Upgrading Ruby using RVM on Digital Ocean's Ruby on Rails on Ubuntu 14.04 (Nginx + Unicorn) Image
For those out there more advanced, this is probably not worth reading. However, if you’re fairly new to system admin on a Digital Ocean Ubuntu/Nginx/Unicorn/MySQL/Ruby on Rails setup, it may help you out. Recently, I needed to upgrade my ruby version from 2.0.0-p353 to version 2.2.0 on my Digital Ocean droplet. I felt like this would be fairly easy to do since RVM comes installed with the ‘Ruby on Rails on 14.04 (Unicorn + Nginx)’ image that Digital Ocean provides under the ‘Applications’ tab when creating a Droplet.
While it is true that installing a new version of ruby using RVM on your system is fairly easy, there’s a few locations that you MUST change in order to use the new ruby version. This is where if you are unfamiliar or new to this, you could spend a decent amount of time digging for these. Hopefully this will save you the time and make your upgrade fairly smooth.
Let’s get started!
Step 1: Take a Snapshot
Before you upgrade, you should create a snapshot of your system just in case something bad happens. By doing this you can also spin up new cloned droplet to try it out before you do it live as many things can potentially break when changing ruby versions.
Step 2: Upgrade your RVM
Jump into your system via ssh. Once your in, it’s probably good to make sure your RVM is up to date. You can upgrade via simple command:
rvm get head. When the upgrade is complete, you may get an upgrade note of ‘It looks like some old stuff is laying around RVM, you can cleanup with: rvm cleanup all’. Go ahead and run
rvm cleanup all to remove any junk laying around.

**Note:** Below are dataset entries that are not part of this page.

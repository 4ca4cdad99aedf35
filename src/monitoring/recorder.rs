use chrono::{DateTime, Utc};
use serde::{Deserialize, Serialize};
use std::collections::VecDeque;
use std::sync::{Arc, Mutex, MutexGuard, PoisonError};
use std::time::{Duration, Instant};
use tracing::{debug, warn};

use super::window::IntervalBucket;

pub const DEFAULT_SLOW_QUERY_THRESHOLD_MS: f64 = 100.0;
pub const DEFAULT_SLOW_QUERY_CAPACITY: usize = 100;
const QUERY_FRAGMENT_CHARS: usize = 100;

#[derive(Debug, Clone, Copy, Default, PartialEq, Eq, Serialize, Deserialize)]
pub struct CounterSet {
    pub requests: u64,
    pub errors: u64,
    pub db_queries: u64,
    pub cache_hits: u64,
    pub cache_misses: u64,
}

#[derive(Debug, Clone, Copy, Default, PartialEq, Serialize, Deserialize)]
pub struct ResponseTimeStats {
    pub total_ms: f64,
    pub count: u64,
    /// `None` until the first observation.
    pub min_ms: Option<f64>,
    pub max_ms: f64,
}

impl ResponseTimeStats {
    fn observe(&mut self, latency_ms: f64) {
        self.total_ms += latency_ms;
        self.count += 1;
        self.min_ms = Some(self.min_ms.map_or(latency_ms, |min| min.min(latency_ms)));
        self.max_ms = self.max_ms.max(latency_ms);
    }

    /// Rounded mean latency, 0 when nothing has been observed.
    pub fn average_ms(&self) -> u64 {
        if self.count == 0 {
            0
        } else {
            (self.total_ms / self.count as f64).round() as u64
        }
    }
}

#[derive(Debug, Clone, PartialEq, Serialize, Deserialize)]
pub struct SlowQueryRecord {
    pub query_fragment: String,
    pub elapsed_ms: f64,
    pub timestamp: DateTime<Utc>,
}

#[derive(Debug, Clone, Copy)]
pub struct RecorderSettings {
    pub slow_query_threshold_ms: f64,
    pub slow_query_capacity: usize,
}

impl Default for RecorderSettings {
    fn default() -> Self {
        Self {
            slow_query_threshold_ms: DEFAULT_SLOW_QUERY_THRESHOLD_MS,
            slow_query_capacity: DEFAULT_SLOW_QUERY_CAPACITY,
        }
    }
}

/// Point-in-time copy of everything the recorder owns.
#[derive(Debug, Clone, Serialize, Deserialize)]
pub struct RecorderSnapshot {
    pub counters: CounterSet,
    pub response_times: ResponseTimeStats,
    pub slow_queries: Vec<SlowQueryRecord>,
    pub current_bucket: IntervalBucket,
}

#[derive(Debug)]
struct IntervalCounter {
    started_at: DateTime<Utc>,
    requests: u64,
    errors: u64,
}

impl IntervalCounter {
    fn starting_at(started_at: DateTime<Utc>) -> Self {
        Self {
            started_at,
            requests: 0,
            errors: 0,
        }
    }

    fn as_bucket(&self, now: DateTime<Utc>) -> IntervalBucket {
        IntervalBucket {
            start_time: self.started_at,
            requests: self.requests,
            errors: self.errors,
            duration_ms: now
                .signed_duration_since(self.started_at)
                .num_milliseconds()
                .max(0) as u64,
        }
    }
}

#[derive(Debug)]
struct RecorderState {
    counters: CounterSet,
    response_times: ResponseTimeStats,
    slow_queries: VecDeque<SlowQueryRecord>,
    interval: IntervalCounter,
}

/// Counters and latency statistics updated synchronously from instrumented
/// call sites.
///
/// Cumulative counters and the in-flight rotation interval share one lock, so
/// [`MetricsRecorder::take_interval`] never races with an increment. Recording
/// methods never fail: a poisoned lock is recovered rather than propagated.
#[derive(Debug)]
pub struct MetricsRecorder {
    settings: RecorderSettings,
    state: Mutex<RecorderState>,
}

impl Default for MetricsRecorder {
    fn default() -> Self {
        Self::new(RecorderSettings::default())
    }
}

impl MetricsRecorder {
    pub fn new(settings: RecorderSettings) -> Self {
        Self {
            settings,
            state: Mutex::new(RecorderState {
                counters: CounterSet::default(),
                response_times: ResponseTimeStats::default(),
                slow_queries: VecDeque::with_capacity(settings.slow_query_capacity),
                interval: IntervalCounter::starting_at(Utc::now()),
            }),
        }
    }

    fn state(&self) -> MutexGuard<'_, RecorderState> {
        self.state.lock().unwrap_or_else(PoisonError::into_inner)
    }

    /// Record one completed request. Non-finite latencies are ignored and
    /// negative ones clamped to zero; the request itself is always counted.
    pub fn record_request(&self, latency_ms: Option<f64>) {
        let mut state = self.state();
        state.counters.requests += 1;
        state.interval.requests += 1;

        match latency_ms {
            Some(latency) if latency.is_finite() => state.response_times.observe(latency.max(0.0)),
            Some(latency) => debug!(latency, "Ignoring non-finite request latency"),
            None => {}
        }
    }

    pub fn record_request_duration(&self, elapsed: Duration) {
        self.record_request(Some(elapsed.as_secs_f64() * 1000.0));
    }

    pub fn record_error(&self) {
        let mut state = self.state();
        state.counters.errors += 1;
        state.interval.errors += 1;
    }

    /// Count a database query; queries slower than the configured threshold
    /// are also kept in the bounded slow-query list.
    pub fn record_db_query(&self, elapsed_ms: f64, query: &str) {
        let mut state = self.state();
        state.counters.db_queries += 1;

        if !elapsed_ms.is_finite() || elapsed_ms <= self.settings.slow_query_threshold_ms {
            return;
        }

        let query_fragment: String = query.trim().chars().take(QUERY_FRAGMENT_CHARS).collect();
        warn!(elapsed_ms, query = %query_fragment, "Slow database query");

        if state.slow_queries.len() >= self.settings.slow_query_capacity {
            state.slow_queries.pop_front();
        }
        state.slow_queries.push_back(SlowQueryRecord {
            query_fragment,
            elapsed_ms,
            timestamp: Utc::now(),
        });
    }

    pub fn record_cache_hit(&self) {
        self.state().counters.cache_hits += 1;
    }

    pub fn record_cache_miss(&self) {
        self.state().counters.cache_misses += 1;
    }

    /// Close the in-flight interval at `now` and start the next one.
    pub fn take_interval(&self, now: DateTime<Utc>) -> IntervalBucket {
        let mut state = self.state();
        let bucket = state.interval.as_bucket(now);
        state.interval = IntervalCounter::starting_at(now);
        bucket
    }

    /// Drop the oldest slow queries beyond capacity. Returns how many were removed.
    pub fn trim_slow_queries(&self) -> usize {
        let mut state = self.state();
        let excess = state
            .slow_queries
            .len()
            .saturating_sub(self.settings.slow_query_capacity);
        state.slow_queries.drain(..excess);
        excess
    }

    pub fn counters(&self) -> CounterSet {
        self.state().counters
    }

    pub fn response_times(&self) -> ResponseTimeStats {
        self.state().response_times
    }

    pub fn slow_query_count(&self) -> usize {
        self.state().slow_queries.len()
    }

    pub fn snapshot(&self) -> RecorderSnapshot {
        let now = Utc::now();
        let state = self.state();
        RecorderSnapshot {
            counters: state.counters,
            response_times: state.response_times,
            slow_queries: state.slow_queries.iter().cloned().collect(),
            current_bucket: state.interval.as_bucket(now),
        }
    }

    /// Zero every counter and statistic. Test isolation only.
    pub fn reset(&self) {
        let mut state = self.state();
        state.counters = CounterSet::default();
        state.response_times = ResponseTimeStats::default();
        state.slow_queries.clear();
        state.interval = IntervalCounter::starting_at(Utc::now());
    }
}

/// Request timing guard that records one request (and optionally an error)
/// when dropped.
pub struct RequestTimer {
    start: Instant,
    recorder: Arc<MetricsRecorder>,
    failed: bool,
}

impl RequestTimer {
    pub fn new(recorder: Arc<MetricsRecorder>) -> Self {
        Self {
            start: Instant::now(),
            recorder,
            failed: false,
        }
    }

    pub fn mark_failed(&mut self) {
        self.failed = true;
    }
}

impl Drop for RequestTimer {
    fn drop(&mut self) {
        self.recorder.record_request_duration(self.start.elapsed());
        if self.failed {
            self.recorder.record_error();
        }
    }
}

Step 3: Install the Latest Ruby (or whatever version you want)
For me, I wanted to install ruby 2.2.0, but you can also just install the latest if you want. Syntax as follows:
rvm install 2.0.0 --disable-binaries or
rvm install ruby --latest --disable-binaries
Additionally, if you’d like to know what ruby versions are available you can type
rvm list known.
Once installed, make sure you make it your new default ruby.
rvm use 2.2.0 --default
At this point you can either keep or remove your old ruby version -
rvm remove 2.0.0-p353. If you’d like to see the versions installed, use
Step 4: Change Your Unicorn Configs
The initial image that Digital Ocean provides you has a couple unicorn config files that you’ll need to update to point to the new version of ruby you just installed.
Verify your new ruby and gem are the default by typing:
which ruby and
which gem. These should echo back a path that contains the new version of ruby. For example I installed ruby 2.2.0 and my path is now ‘/usr/local/rvm/rubies/ruby-2.2.0/bin/ruby’. Keep track of this version numbers as this is what you’ll need in order to replace the older version.
Edit the ‘/etc/default/unicorn’ and ‘/etc/init.d/unicorn’ files and replace the old ruby version with the new one everywhere it’s found. I use ‘nano’ as the editor.
nano /etc/default/unicorn (change ‘ruby-2.0.0-p353’ to ‘ruby-2.2.0’) There should be a PATH variable to change.
nano /etc/init.d/unicorn (change ‘ruby-2.0.0-p353’ to ‘ruby-2.2.0’) There should be GEM_HOME, GEM_PATH, and DAEMON variables to change. If one contains an ‘@global’ leave that piece, just change the version number that precedes it.
Step 5: Install unicorn, rails, and bundler gems for the new Ruby version
Add these gems for your new version of ruby. This will take a while.
gem install bundler rails unicorn
Step 6: Veryify your Ruby in your Gemfile and bundle your application
Browse to your application
cd /home/rails. Once there, make sure you have the new version of ruby specified in your Gemfile. When you do, run
bundle. It may choke and ask you to run
bundle update which is fine.
Step 7: Restart Unicorn
You should now be able to restart unicorn using the new ruby version.
service unicorn restart
Additionally, after you restart, also look in the unicorn log file to see if any gem errors are happening. To do this, use
tail -f /home/unicorn/log/unicorn.log. If you have any errors, scroll through them and see if you can fix them, then try to restart the service again.
In the past I got some errors when running an older version of rails (4.1.2) with the newest version of ruby (2.2.0). I solved it by simply upgrading to rails 4.2.0. That’s not always an option, so you might have to play around with your gems a bit.
Step 8: No do it in production!
Good luck! Hope this helps for those folks that are fairly new at this.